=== Begin Enclosure ===

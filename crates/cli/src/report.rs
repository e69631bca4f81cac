use anyhow::{Context, Result};
use flagset::{FlagKind, FlagSet, FlagSpec, ParseMode};
use serde::Serialize;
use serde_json::{Value, json};

use crate::declaration::{Declaration, FlagDefault};

/// Outcome of parsing one argument vector against a declaration.
#[derive(Debug, Clone, Serialize)]
#[serde(rename_all = "camelCase")]
pub struct ParseReport {
    pub program: String,
    pub flags: Vec<FlagReport>,
    #[serde(skip_serializing_if = "Vec::is_empty")]
    pub aliases: Vec<AliasReport>,
    pub errors: Vec<String>,
}

#[derive(Debug, Clone, Serialize)]
#[serde(rename_all = "camelCase")]
pub struct FlagReport {
    pub name: String,
    #[serde(rename = "type")]
    pub kind: String,
    #[serde(skip_serializing_if = "String::is_empty")]
    pub description: String,
    pub parsed: bool,
    pub value: Value,
}

#[derive(Debug, Clone, Serialize)]
pub struct AliasReport {
    pub long: String,
    pub target: String,
}

// Owned storage the FlagSet binds to, one per declared flag.
enum Storage {
    Integer(i64),
    Float(f64),
    String(String),
    StringList(Vec<String>),
    Boolean(bool),
}

impl From<&FlagDefault> for Storage {
    fn from(default: &FlagDefault) -> Self {
        match default {
            FlagDefault::Integer { default } => Self::Integer(*default),
            FlagDefault::Float { default } => Self::Float(*default),
            FlagDefault::String { default } => Self::String(default.clone()),
            FlagDefault::StringList { default } => Self::StringList(default.clone()),
            FlagDefault::Boolean { default } => Self::Boolean(*default),
        }
    }
}

/// Register every declared flag and alias, parse `args`, and describe the
/// result.
///
/// In [`ParseMode::Diagnostic`] any argument error fails the whole run.
pub fn run(
    decl: &Declaration,
    program: &str,
    args: &[String],
    mode: ParseMode,
) -> Result<ParseReport> {
    let mut storage: Vec<Storage> = decl.flags.iter().map(|f| Storage::from(&f.default)).collect();
    let argv = std::iter::once(program.to_string()).chain(args.iter().cloned());
    let mut set = FlagSet::new(argv);

    for (flag, slot) in decl.flags.iter().zip(storage.iter_mut()) {
        let name = flag.name.as_str();
        let description = flag.description.as_str();
        match slot {
            Storage::Integer(v) => {
                let default = *v;
                set.integer(v, name, description, default);
            }
            Storage::Float(v) => {
                let default = *v;
                set.float(v, name, description, default);
            }
            Storage::String(v) => {
                let default = v.clone();
                set.string(v, name, description, default);
            }
            Storage::StringList(v) => {
                let default = v.clone();
                set.string_list(v, name, description, default);
            }
            Storage::Boolean(v) => {
                let default = *v;
                set.boolean(v, name, description, default);
            }
        }
    }
    for alias in &decl.aliases {
        set.alias(&alias.short, alias.long.as_str());
    }

    tracing::debug!(
        flags = decl.flags.len(),
        aliases = decl.aliases.len(),
        args = args.len(),
        "registered declaration"
    );

    let errors = match mode {
        ParseMode::Diagnostic => {
            set.parse(mode).context("argument vector did not parse")?;
            Vec::new()
        }
        ParseMode::Lenient => set.scan().iter().map(ToString::to_string).collect(),
    };

    let mut aliases: Vec<AliasReport> = set
        .aliases()
        .map(|(long, target)| AliasReport {
            long: long.to_string(),
            target: target.to_string(),
        })
        .collect();
    aliases.sort_by(|a, b| a.long.cmp(&b.long));

    Ok(ParseReport {
        program: program.to_string(),
        flags: set.flags().map(flag_report).collect(),
        aliases,
        errors,
    })
}

fn flag_report(spec: &FlagSpec<'_>) -> FlagReport {
    let value = match spec.kind() {
        FlagKind::Integer => json!(spec.value::<i64>()),
        FlagKind::Float => json!(spec.value::<f64>()),
        FlagKind::String => json!(spec.value::<String>()),
        FlagKind::StringList => json!(spec.value::<Vec<String>>()),
        FlagKind::Boolean => json!(spec.value::<bool>()),
    };
    FlagReport {
        name: spec.name().to_string(),
        kind: spec.kind().to_string(),
        description: spec.description().to_string(),
        parsed: spec.is_parsed(),
        value,
    }
}

#[cfg(test)]
mod tests {
    use super::*;
    use crate::declaration::sample_declaration;

    fn args(list: &[&str]) -> Vec<String> {
        list.iter().map(|s| s.to_string()).collect()
    }

    fn flag<'r>(report: &'r ParseReport, name: &str) -> &'r FlagReport {
        report
            .flags
            .iter()
            .find(|f| f.name == name)
            .unwrap_or_else(|| panic!("no flag {name} in report"))
    }

    #[test]
    fn lenient_run_reports_values_and_errors() {
        let decl = sample_declaration();
        let argv = args(&["--count", "4", "--tags", "a", "b", "-vx", "--bogus"]);
        let report = run(&decl, "example", &argv, ParseMode::Lenient).unwrap();

        assert_eq!(report.program, "example");
        assert_eq!(flag(&report, "n").value, json!(4));
        assert!(flag(&report, "n").parsed);
        assert_eq!(flag(&report, "tags").value, json!(["a", "b"]));
        assert_eq!(flag(&report, "v").value, json!(true));
        assert_eq!(flag(&report, "ratio").value, json!(0.5));
        assert!(!flag(&report, "ratio").parsed);
        assert_eq!(flag(&report, "output").kind, "string");
        assert_eq!(
            report.errors,
            vec!["x is not an option.", "--bogus is not an argument."]
        );
    }

    #[test]
    fn flags_follow_declaration_order() {
        let decl = sample_declaration();
        let report = run(&decl, "example", &[], ParseMode::Lenient).unwrap();
        let names: Vec<&str> = report.flags.iter().map(|f| f.name.as_str()).collect();
        assert_eq!(names, vec!["n", "ratio", "output", "tags", "v"]);
        let longs: Vec<&str> = report.aliases.iter().map(|a| a.long.as_str()).collect();
        assert_eq!(longs, vec!["count", "verbose"]);
    }

    #[test]
    fn diagnostic_run_fails_on_errors() {
        let decl = sample_declaration();
        let err = run(&decl, "example", &args(&["--bogus"]), ParseMode::Diagnostic).unwrap_err();
        assert!(format!("{err:#}").contains("--bogus is not an argument."));

        let ok = run(&decl, "example", &args(&["-n", "2"]), ParseMode::Diagnostic).unwrap();
        assert!(ok.errors.is_empty());
        assert_eq!(flag(&ok, "n").value, json!(2));
    }
}
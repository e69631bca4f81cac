use std::fmt;

/// The value type a flag was registered with.
#[derive(Debug, Clone, Copy, PartialEq, Eq, Hash)]
pub enum FlagKind {
    Integer,
    Float,
    String,
    StringList,
    Boolean,
}

impl FlagKind {
    pub fn as_str(self) -> &'static str {
        match self {
            Self::Integer => "integer",
            Self::Float => "float",
            Self::String => "string",
            Self::StringList => "string-list",
            Self::Boolean => "boolean",
        }
    }

    /// Whether the flag consumes the token(s) that follow it.
    pub fn takes_value(self) -> bool {
        !matches!(self, Self::Boolean)
    }
}

impl fmt::Display for FlagKind {
    fn fmt(&self, f: &mut fmt::Formatter<'_>) -> fmt::Result {
        f.write_str(self.as_str())
    }
}

/// Caller-owned storage a flag writes into.
///
/// The variant is the flag's type tag; it is chosen at registration and
/// never changes.
#[derive(Debug)]
pub enum Slot<'a> {
    Integer(&'a mut i64),
    Float(&'a mut f64),
    String(&'a mut String),
    StringList(&'a mut Vec<String>),
    Boolean(&'a mut bool),
}

impl Slot<'_> {
    pub(crate) fn kind(&self) -> FlagKind {
        match self {
            Self::Integer(_) => FlagKind::Integer,
            Self::Float(_) => FlagKind::Float,
            Self::String(_) => FlagKind::String,
            Self::StringList(_) => FlagKind::StringList,
            Self::Boolean(_) => FlagKind::Boolean,
        }
    }
}

/// One registered option.
#[derive(Debug)]
pub struct FlagSpec<'a> {
    name: String,
    description: String,
    parsed: bool,
    pub(crate) slot: Slot<'a>,
}

impl<'a> FlagSpec<'a> {
    pub(crate) fn new(name: String, description: String, slot: Slot<'a>) -> Self {
        Self {
            name,
            description,
            parsed: false,
            slot,
        }
    }

    pub fn name(&self) -> &str {
        &self.name
    }

    /// Help text as registered. Never formatted by this crate.
    pub fn description(&self) -> &str {
        &self.description
    }

    pub fn kind(&self) -> FlagKind {
        self.slot.kind()
    }

    /// Whether a value from the argument vector has been applied.
    pub fn is_parsed(&self) -> bool {
        self.parsed
    }

    pub(crate) fn mark_parsed(&mut self) {
        self.parsed = true;
    }

    /// Read the current value if `T` matches the flag's kind.
    pub fn value<T: FlagValue>(&self) -> Option<T> {
        T::read(&self.slot)
    }
}

/// Rust types a flag can be read back as.
///
/// Implemented for `i64`, `f64`, `String`, `Vec<String>` and `bool`, one per
/// [`FlagKind`].
pub trait FlagValue: Default + Sized {
    const KIND: FlagKind;

    #[doc(hidden)]
    fn read(slot: &Slot<'_>) -> Option<Self>;
}

impl FlagValue for i64 {
    const KIND: FlagKind = FlagKind::Integer;

    fn read(slot: &Slot<'_>) -> Option<Self> {
        match slot {
            Slot::Integer(v) => Some(**v),
            _ => None,
        }
    }
}

impl FlagValue for f64 {
    const KIND: FlagKind = FlagKind::Float;

    fn read(slot: &Slot<'_>) -> Option<Self> {
        match slot {
            Slot::Float(v) => Some(**v),
            _ => None,
        }
    }
}

impl FlagValue for String {
    const KIND: FlagKind = FlagKind::String;

    fn read(slot: &Slot<'_>) -> Option<Self> {
        match slot {
            Slot::String(v) => Some((**v).clone()),
            _ => None,
        }
    }
}

impl FlagValue for Vec<String> {
    const KIND: FlagKind = FlagKind::StringList;

    fn read(slot: &Slot<'_>) -> Option<Self> {
        match slot {
            Slot::StringList(v) => Some((**v).clone()),
            _ => None,
        }
    }
}

impl FlagValue for bool {
    const KIND: FlagKind = FlagKind::Boolean;

    fn read(slot: &Slot<'_>) -> Option<Self> {
        match slot {
            Slot::Boolean(v) => Some(**v),
            _ => None,
        }
    }
}

/// Read a value through an optional spec, falling back to `T::default()`.
///
/// Pairs with [`crate::FlagSet::get_flag`]:
/// `value_of::<i64>(set.get_flag("n"))`.
pub fn value_of<T: FlagValue>(spec: Option<&FlagSpec<'_>>) -> T {
    spec.and_then(|s| s.value::<T>()).unwrap_or_default()
}

#[cfg(test)]
mod tests {
    use super::*;

    #[test]
    fn value_is_checked_against_kind() {
        let mut n = 7i64;
        let spec = FlagSpec::new("n".to_string(), String::new(), Slot::Integer(&mut n));
        assert_eq!(spec.kind(), FlagKind::Integer);
        assert_eq!(spec.value::<i64>(), Some(7));
        assert_eq!(spec.value::<String>(), None);
        assert_eq!(spec.value::<bool>(), None);
    }

    #[test]
    fn value_of_missing_spec_is_default() {
        assert_eq!(value_of::<i64>(None), 0);
        assert_eq!(value_of::<String>(None), "");
        assert!(value_of::<Vec<String>>(None).is_empty());
        assert!(!value_of::<bool>(None));
    }

    #[test]
    fn value_of_mismatched_kind_is_default() {
        let mut s = "text".to_string();
        let spec = FlagSpec::new("s".to_string(), String::new(), Slot::String(&mut s));
        assert_eq!(value_of::<f64>(Some(&spec)), 0.0);
        assert_eq!(value_of::<String>(Some(&spec)), "text");
    }

    #[test]
    fn only_boolean_is_valueless() {
        assert!(!FlagKind::Boolean.takes_value());
        assert!(FlagKind::StringList.takes_value());
        assert_eq!(FlagKind::StringList.to_string(), "string-list");
    }
}
//! sifter-core: bounded failure-signature scanning over build/test output
//!
//! This crate locates, inside the results of a finished build or test run,
//! the first occurrence of a known failure signature and reports where it
//! was found.  Failure signatures are user-authored regular expressions run
//! against arbitrary text (error details, stack traces, stdout/stderr
//! captures), so the core problem is keeping that search safe and bounded
//! under adversarial input rather than the string search itself.
//!
//! # Architecture
//!
//! ```text
//! ScanTask (one per build-completion event)
//!     ├── simple build ────► scan_one ──► BuildScanner (CauseScanner)
//!     └── composite build ─► per-child scan_one ──► MatrixAggregate on parent
//!                                    │
//!                          TestReportScanner (per indication)
//!                                    │
//!                     Watchdog ◄── CancelToken ──► InterruptibleText
//!                                    │
//!                          anchored DFA full-match
//! ```
//!
//! # Modules
//!
//! - `watchdog`: idle timer that cancels a stuck match attempt
//! - `interrupt`: cancellation token and interruptible text view
//! - `pattern`: compiled failure indications and full-match adapter
//! - `scanner`: budgeted scan of a build's failed-test text fields
//! - `scheduler`: per-build fan-out, aggregation, and persistence
//! - `knowledge`: knowledge-base collaborator interface
//! - `storage`: SQLite-backed knowledge base
//! - `build` / `report`: host collaborator traits and result records
//! - `console`: console-formatting-marker stripping
//! - `config` / `logging`: TOML configuration and tracing setup
//!
//! # Safety
//!
//! This crate forbids unsafe code.

#![forbid(unsafe_code)]

pub mod build;
pub mod config;
pub mod console;
pub mod error;
pub mod interrupt;
pub mod knowledge;
pub mod logging;
pub mod pattern;
pub mod report;
pub mod scanner;
pub mod scheduler;
pub mod storage;
pub mod watchdog;

pub use build::{BuildResult, BuildRun};
pub use error::{Error, Result};
pub use interrupt::{CancelToken, InterruptibleText, MatchAbort};
pub use knowledge::{KnowledgeBase, MemoryKnowledgeBase};
pub use pattern::{FailureCause, Indication};
pub use report::{
    AggregateEntry, FailedTest, FoundIndication, MatrixAggregate, ScanOutcome, TestAction,
    TestField,
};
pub use scanner::{ScanBudget, TestReportScanner};
pub use scheduler::{BuildScanner, CauseScanner, ScanTask};
pub use storage::SqliteKnowledgeBase;
pub use watchdog::Watchdog;

/// Library version
pub const VERSION: &str = env!("CARGO_PKG_VERSION");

=== End Enclosure ===

» Work required
Would you state how many lines of the data above hold the string "config"? Reply with the number alone.

» Exercise result
2